Jogadores da Série B do Campeonato Brasileiro conseguiram liminares na Justiça para impedir que casas de apostas utilizem seus nomes, imagens e estatísticas sem autorização em plataformas de apostas. O caso reacende o debate sobre os limites da exploração comercial da identidade dos atletas e pode abrir um importante precedente para o setor.
A discussão gira em torno da utilização de nomes, fotografias e dados de desempenho para identificar mercados de apostas. Os atletas argumentam que esse uso possui finalidade econômica e, por isso, depende de autorização prévia ou de remuneração específica, em respeito aos direitos de personalidade e de imagem.
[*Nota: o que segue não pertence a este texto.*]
//! Common interface over the two collision-resolution schemes.

use std::fmt;

use crate::entry::Lookup;
use crate::error::TableError;
use crate::hash::HashStrategy;

/// A fixed-capacity word table with instrumented lookups.
///
/// Implemented by [`ChainedTable`](crate::ChainedTable) (separate chaining)
/// and [`ProbingTable`](crate::ProbingTable) (linear probing).
pub trait WordTable {
    /// Inserts `word` exactly as given. Duplicates are not detected.
    ///
    /// # Errors
    ///
    /// Returns [`TableError::CapacityExceeded`] if the table has no room.
    fn insert(&mut self, word: &str, line: u32) -> Result<(), TableError>;

    /// Searches for an exact, case-sensitive match of `word`.
    fn search(&self, word: &str) -> Lookup;

    /// Returns `true` if `word` is present.
    fn contains(&self, word: &str) -> bool {
        self.search(word).is_found()
    }

    /// Number of inserted entries, duplicates included.
    fn len(&self) -> usize;

    /// Returns `true` if nothing has been inserted.
    fn is_empty(&self) -> bool {
        self.len() == 0
    }

    /// Fixed number of buckets or slots.
    fn capacity(&self) -> usize;

    /// Hash function chosen at construction.
    fn strategy(&self) -> HashStrategy;

    /// Occupancy summary.
    fn stats(&self) -> TableStats;
}

/// Occupancy summary of a table.
#[derive(Debug, Clone, Copy, PartialEq, Eq)]
pub struct TableStats {
    /// Fixed number of buckets or slots.
    pub capacity: usize,
    /// Number of inserted entries.
    pub entries: usize,
    /// Non-empty buckets (chaining) or filled slots (probing).
    pub occupied: usize,
    /// Longest chain (chaining) or longest contiguous cluster (probing).
    pub longest_run: usize,
}

impl TableStats {
    /// Entries per bucket or slot.
    #[must_use]
    #[allow(clippy::cast_precision_loss)]
    pub fn load_factor(&self) -> f64 {
        self.entries as f64 / self.capacity as f64
    }
}

impl fmt::Display for TableStats {
    fn fmt(&self, f: &mut fmt::Formatter<'_>) -> fmt::Result {
        write!(
            f,
            "entries={} capacity={} occupied={} longest_run={} load={:.3}",
            self.entries,
            self.capacity,
            self.occupied,
            self.longest_run,
            self.load_factor()
        )
    }
}
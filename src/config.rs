//! Checker configuration.

use crate::chained::CHAIN_CAPACITY;
use crate::probing::PROBE_CAPACITY;

/// Minimum accepted password length, in characters.
pub const MIN_PASSWORD_LENGTH: usize = 8;

/// Table sizes and policy thresholds for a [`PasswordChecker`](crate::PasswordChecker).
///
/// All four tables of a checker share these capacities so their
/// comparison counts stay comparable.
#[derive(Debug, Clone, Copy, PartialEq, Eq)]
pub struct CheckerConfig {
    /// Bucket count of both chained tables.
    pub chain_capacity: usize,
    /// Slot count of both probing tables.
    pub probe_capacity: usize,
    /// Passwords shorter than this many characters are weak.
    pub min_length: usize,
}

impl CheckerConfig {
    /// Default configuration.
    #[must_use]
    pub const fn new() -> Self {
        Self {
            chain_capacity: CHAIN_CAPACITY,
            probe_capacity: PROBE_CAPACITY,
            min_length: MIN_PASSWORD_LENGTH,
        }
    }

    /// Sets the chained-table bucket count.
    #[must_use]
    pub const fn with_chain_capacity(mut self, capacity: usize) -> Self {
        self.chain_capacity = capacity;
        self
    }

    /// Sets the probing-table slot count.
    #[must_use]
    pub const fn with_probe_capacity(mut self, capacity: usize) -> Self {
        self.probe_capacity = capacity;
        self
    }

    /// Sets the minimum password length.
    #[must_use]
    pub const fn with_min_length(mut self, min_length: usize) -> Self {
        self.min_length = min_length;
        self
    }
}

impl Default for CheckerConfig {
    fn default() -> Self {
        Self::new()
    }
}
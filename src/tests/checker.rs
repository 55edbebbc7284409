use crate::{
    CheckerConfig, Dictionary, PasswordChecker, TableError, TableKind, Verdict, Weakness,
    WordTable,
};

fn checker() -> PasswordChecker {
    PasswordChecker::with_dictionary(&Dictionary::from_words([
        "account", "password", "the", "über",
    ]))
}

#[test]
fn too_short_regardless_of_dictionary() {
    let checker = checker();
    assert_eq!(
        checker.evaluate("ab3"),
        Verdict::Weak(Weakness::TooShort {
            length: 3,
            minimum: 8
        })
    );
    let empty = PasswordChecker::with_dictionary(&Dictionary::new());
    assert!(!empty.is_strong("Zq!9#x"));
}

#[test]
fn length_counts_characters_not_bytes() {
    let checker = checker();
    // 7 characters, 14 bytes.
    assert!(!checker.is_strong("ääääääx"));
    assert!(checker.is_strong("äääääääx"));
}

#[test]
fn dictionary_word_is_weak() {
    let checker = checker();
    assert_eq!(checker.evaluate("password"), Verdict::Weak(Weakness::DictionaryWord));
    assert_eq!(checker.evaluate("PassWord"), Verdict::Weak(Weakness::DictionaryWord));
}

#[test]
fn word_followed_by_digit_is_weak() {
    let checker = checker();
    assert_eq!(
        checker.evaluate("account8"),
        Verdict::Weak(Weakness::WordWithDigit {
            prefix: "account".to_owned()
        })
    );
    assert_eq!(
        checker.evaluate("Password123"),
        Verdict::Weak(Weakness::WordWithDigit {
            prefix: "password".to_owned()
        })
    );
}

#[test]
fn any_digit_position_is_checked() {
    let checker = checker();
    // Prefix before the first digit is "the".
    assert_eq!(
        checker.evaluate("the1secret"),
        Verdict::Weak(Weakness::WordWithDigit {
            prefix: "the".to_owned()
        })
    );
    // Prefixes always start at index 0; "account" here is preceded by "xy".
    assert!(checker.is_strong("xyaccount7"));
}

#[test]
fn multibyte_prefix() {
    let checker = checker();
    assert_eq!(
        checker.evaluate("Über2024!"),
        Verdict::Weak(Weakness::WordWithDigit {
            prefix: "über".to_owned()
        })
    );
}

#[test]
fn strong_passwords() {
    let checker = checker();
    assert!(checker.is_strong("accountability"));
    assert!(checker.is_strong("X9!vQ#mWz"));
    assert!(checker.is_strong("1account"));
    for password in ["9a$D#qW7!uX&Lv3zT", "B@k45*W!c$Y7#zR9P", "X$8vQ!mW#3Dz&Yr4K5"] {
        assert!(checker.is_strong(password), "{password} should be strong");
    }
}

#[test]
fn empty_dictionary_accepts_long_passwords() {
    let checker = PasswordChecker::with_dictionary(&Dictionary::new());
    assert!(checker.is_strong("password"));
    assert!(checker.is_strong("account8"));
}

#[test]
fn custom_min_length() {
    let config = CheckerConfig::default().with_min_length(4);
    let checker = PasswordChecker::new(config, &Dictionary::from_words(["cat"]));
    assert!(checker.is_strong("dogs"));
    assert!(!checker.is_strong("cat1"));
    assert!(!checker.is_strong("dog"));
}

#[test]
fn all_tables_populated_identically() {
    let checker = checker();
    for kind in TableKind::ALL {
        let table = checker.tables().table(kind);
        assert_eq!(table.len(), 4, "{kind}");
        assert_eq!(table.strategy(), kind.strategy());
        assert_eq!(table.search("account").line, Some(1), "{kind}");
        assert_eq!(table.search("über").line, Some(4), "{kind}");
        assert!(!table.contains("Account"), "{kind}");
    }
}

#[test]
fn probing_overflow_leaves_verdicts_intact() {
    let config = CheckerConfig::default().with_probe_capacity(2);
    let dictionary = Dictionary::from_words(["alpha", "beta", "gamma"]);
    let mut tables = crate::TableSet::new(&config);
    let failures = tables.populate(&dictionary);
    assert_eq!(
        failures,
        vec![
            (TableKind::ProbingStride, TableError::CapacityExceeded { capacity: 2 }),
            (TableKind::ProbingFull, TableError::CapacityExceeded { capacity: 2 }),
        ]
    );
    assert_eq!(tables.table(TableKind::ChainedFull).len(), 3);
    assert_eq!(tables.table(TableKind::ProbingFull).len(), 2);

    let checker = PasswordChecker::new(config, &dictionary);
    assert!(!checker.is_strong("gamma123"));
}

#[test]
fn report_counts_each_table() {
    let checker = checker();
    let report = checker.report("ACCOUNT");
    assert_eq!(
        report.verdict,
        Verdict::Weak(Weakness::TooShort {
            length: 7,
            minimum: 8
        })
    );
    // Searched lowercased: a hit costs at least one comparison everywhere.
    for kind in TableKind::ALL {
        assert!(report.comparisons_for(kind) >= 1, "{kind}");
    }
    assert_eq!(report.comparisons.map(|(kind, _)| kind), TableKind::ALL);
}

#[test]
fn report_on_empty_dictionary_costs_nothing() {
    let checker = PasswordChecker::with_dictionary(&Dictionary::new());
    let report = checker.report("whatever123");
    assert!(report.verdict.is_strong());
    for kind in TableKind::ALL {
        assert_eq!(report.comparisons_for(kind), 0);
    }
}

#[test]
fn report_is_repeatable() {
    let checker = checker();
    assert_eq!(checker.report("account8"), checker.report("account8"));
}

#[test]
fn report_display() {
    let checker = checker();
    let text = checker.report("account8").to_string();
    let lines: Vec<&str> = text.lines().collect();
    assert_eq!(lines[0], "=== testing password: account8 ===");
    assert_eq!(
        lines[1],
        "strong: no (dictionary word \"account\" followed by a digit)"
    );
    assert!(lines[2].starts_with("separate chaining (old hash) checks: "));
    assert!(lines[3].starts_with("separate chaining (new hash) checks: "));
    assert!(lines[4].starts_with("linear probing (old hash) checks: "));
    assert!(lines[5].starts_with("linear probing (new hash) checks: "));
    assert_eq!(lines.len(), 6);

    let strong = checker.report("accountability").to_string();
    assert!(strong.contains("strong: yes\n"));
}

#[test]
fn stats_cover_all_tables() {
    let checker = checker();
    let stats = checker.stats();
    assert_eq!(stats.map(|(kind, _)| kind), TableKind::ALL);
    for (kind, stats) in stats {
        assert_eq!(stats.entries, 4, "{kind}");
        assert!(stats.longest_run >= 1);
    }
    assert_eq!(stats[0].1.capacity, 1000);
    assert_eq!(stats[2].1.capacity, 20_000);
}
//! Embeddable core library for vcode.
//!
//! Provides a clap-free, I/O-abstracted entry point suitable for linking
//! into a build-pipeline plugin or other host process.
//!
//! # Port traits
//!
//! All host and output I/O is abstracted behind port traits in [`ports`]:
//! - [`VariantSource`](ports::VariantSource) — the project's variants and target kind
//! - [`WritePort`](ports::WritePort) — write artifact files and create directories
//!
//! The [`adapters`] module provides default filesystem-backed implementations.
//!
//! # Entry points
//!
//! - [`run_plan`](pipeline::run_plan) — gate, resolve the override and plan work units
//! - [`run_apply`](pipeline::run_apply) — patch every planned manifest

pub mod adapters;
pub mod pipeline;
pub mod ports;
pub mod settings;

// Re-export the host surface so embedders don't need vcode-domain directly.
pub use vcode_domain::{
    ManifestStep, PathRef, StepProperty, TargetKind, VariantOutput, VersionCodeSink,
};
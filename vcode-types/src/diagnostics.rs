//! Severity-leveled diagnostics sink.
//!
//! The locator, resolver and patcher never log through global state; callers
//! hand them a `&dyn Diagnostics`. `vcode-core` forwards to `tracing`, tests use
//! [`RecordingDiagnostics`].

use serde::{Deserialize, Serialize};
use std::sync::Mutex;

#[derive(Debug, Clone, Copy, PartialEq, Eq, PartialOrd, Ord, Hash, Serialize, Deserialize)]
#[serde(rename_all = "snake_case")]
pub enum Severity {
    Debug,
    Info,
    Warn,
    Error,
}

pub trait Diagnostics {
    fn report(&self, severity: Severity, message: &str);

    fn debug(&self, message: &str) {
        self.report(Severity::Debug, message);
    }

    fn info(&self, message: &str) {
        self.report(Severity::Info, message);
    }

    fn warn(&self, message: &str) {
        self.report(Severity::Warn, message);
    }

    fn error(&self, message: &str) {
        self.report(Severity::Error, message);
    }
}

/// Discards everything.
#[derive(Debug, Clone, Copy, Default)]
pub struct NullDiagnostics;

impl Diagnostics for NullDiagnostics {
    fn report(&self, _severity: Severity, _message: &str) {}
}

/// Keeps every message in memory, in order.
#[derive(Debug, Default)]
pub struct RecordingDiagnostics {
    entries: Mutex<Vec<(Severity, String)>>,
}

impl RecordingDiagnostics {
    pub fn new() -> Self {
        Self::default()
    }

    pub fn entries(&self) -> Vec<(Severity, String)> {
        match self.entries.lock() {
            Ok(guard) => guard.clone(),
            Err(poisoned) => poisoned.into_inner().clone(),
        }
    }

    pub fn messages(&self, severity: Severity) -> Vec<String> {
        self.entries()
            .into_iter()
            .filter(|(s, _)| *s == severity)
            .map(|(_, m)| m)
            .collect()
    }

    pub fn count(&self, severity: Severity) -> usize {
        self.messages(severity).len()
    }
}

impl Diagnostics for RecordingDiagnostics {
    fn report(&self, severity: Severity, message: &str) {
        let entry = (severity, message.to_string());
        match self.entries.lock() {
            Ok(mut guard) => guard.push(entry),
            Err(poisoned) => poisoned.into_inner().push(entry),
        }
    }
}
use crate::plan::{SkipReason, ToolInfo};
use camino::Utf8PathBuf;
use chrono::{DateTime, Utc};
use serde::{Deserialize, Serialize};

#[derive(Debug, Clone, Serialize, Deserialize)]
pub struct RunReport {
    pub schema: String,
    pub tool: ToolInfo,
    pub project: String,
    pub run: RunInfo,
    pub verdict: Verdict,

    #[serde(default, skip_serializing_if = "Option::is_none")]
    pub skipped: Option<SkipReason>,

    #[serde(default, skip_serializing_if = "Option::is_none")]
    pub version_code: Option<u32>,

    pub dry_run: bool,

    #[serde(default)]
    pub results: Vec<UnitResult>,
}

impl RunReport {
    pub fn new(tool: ToolInfo, project: impl Into<String>) -> Self {
        Self {
            schema: crate::schema::VCODE_REPORT_V1.to_string(),
            tool,
            project: project.into(),
            run: RunInfo {
                started_at: Utc::now(),
                ended_at: None,
            },
            verdict: Verdict::default(),
            skipped: None,
            version_code: None,
            dry_run: false,
            results: vec![],
        }
    }

    /// Recompute counts and status from `results` / `skipped`.
    pub fn finalize(&mut self) {
        let mut counts = UnitCounts::default();
        for r in &self.results {
            match r.status {
                UnitStatus::Patched => counts.patched += 1,
                UnitStatus::Unchanged => counts.unchanged += 1,
                UnitStatus::Missing => counts.missing += 1,
                UnitStatus::Failed => counts.failed += 1,
            }
        }

        self.verdict.status = if self.skipped.is_some() {
            VerdictStatus::Skip
        } else if counts.failed > 0 {
            VerdictStatus::Fail
        } else {
            VerdictStatus::Pass
        };
        self.verdict.counts = counts;
        self.run.ended_at = Some(Utc::now());
    }

    pub fn has_failures(&self) -> bool {
        self.results.iter().any(|r| r.status == UnitStatus::Failed)
    }
}

#[derive(Debug, Clone, Serialize, Deserialize)]
pub struct RunInfo {
    pub started_at: DateTime<Utc>,

    #[serde(default, skip_serializing_if = "Option::is_none")]
    pub ended_at: Option<DateTime<Utc>>,
}

#[derive(Debug, Clone, Copy, Default, PartialEq, Eq, Serialize, Deserialize)]
#[serde(rename_all = "snake_case")]
pub enum VerdictStatus {
    #[default]
    Pass,
    Fail,
    Skip,
}

#[derive(Debug, Clone, Default, Serialize, Deserialize)]
pub struct Verdict {
    pub status: VerdictStatus,
    pub counts: UnitCounts,
}

#[derive(Debug, Clone, Default, PartialEq, Eq, Serialize, Deserialize)]
pub struct UnitCounts {
    pub patched: u64,
    pub unchanged: u64,
    pub missing: u64,
    pub failed: u64,
}

#[derive(Debug, Clone, Copy, PartialEq, Eq, Serialize, Deserialize)]
#[serde(rename_all = "snake_case")]
pub enum UnitStatus {
    /// The attribute was rewritten (or would be, in dry-run).
    Patched,
    /// The attribute already held the target value.
    Unchanged,
    /// Nothing exists at the candidate path.
    Missing,
    Failed,
}

#[derive(Debug, Clone, Copy, PartialEq, Eq, Serialize, Deserialize)]
#[serde(rename_all = "snake_case")]
pub enum FailureKind {
    MalformedManifest,
    ReadFailure,
    WriteFailure,
}

#[derive(Debug, Clone, Serialize, Deserialize)]
pub struct UnitResult {
    pub unit: String,
    pub variant_name: String,
    pub path: Utf8PathBuf,
    pub status: UnitStatus,

    #[serde(default, skip_serializing_if = "Option::is_none")]
    pub previous_value: Option<String>,

    #[serde(default, skip_serializing_if = "Option::is_none")]
    pub failure: Option<FailureKind>,

    #[serde(default, skip_serializing_if = "Option::is_none")]
    pub message: Option<String>,
}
Segundo a mestre em Direito Desportivo Fernanda Soares, em conversa ao site Lei em Campo, a situação revela uma contradição na regulamentação do mercado. Ela destaca que a Lei nº 14.790/2023 reconheceu o valor econômico do uso de nome, apelido e imagem dos atletas pelas casas de apostas e previu uma contrapartida financeira, mas afirma que esses recursos ainda não chegam, na prática, aos jogadores.
A especialista também lembra que o Superior Tribunal de Justiça deverá julgar, no Tema 1289, se a simples utilização de elementos que identifiquem um atleta configura violação ao direito de imagem. Embora o caso tenha origem em disputas envolvendo figurinhas e videogames, a decisão poderá influenciar diretamente o mercado de apostas esportivas.
Caso o entendimento dos jogadores prevaleça, as plataformas poderão ser obrigadas a negociar licenças específicas para utilizar nomes e imagens dos atletas, alterando a forma de operação das bets e criando um novo modelo de remuneração para os profissionais do futebol. O desfecho pode estabelecer um marco jurídico para a exploração comercial da identidade dos atletas no ambiente digital e gerar impactos em todo o mercado regulado de apostas no Brasil.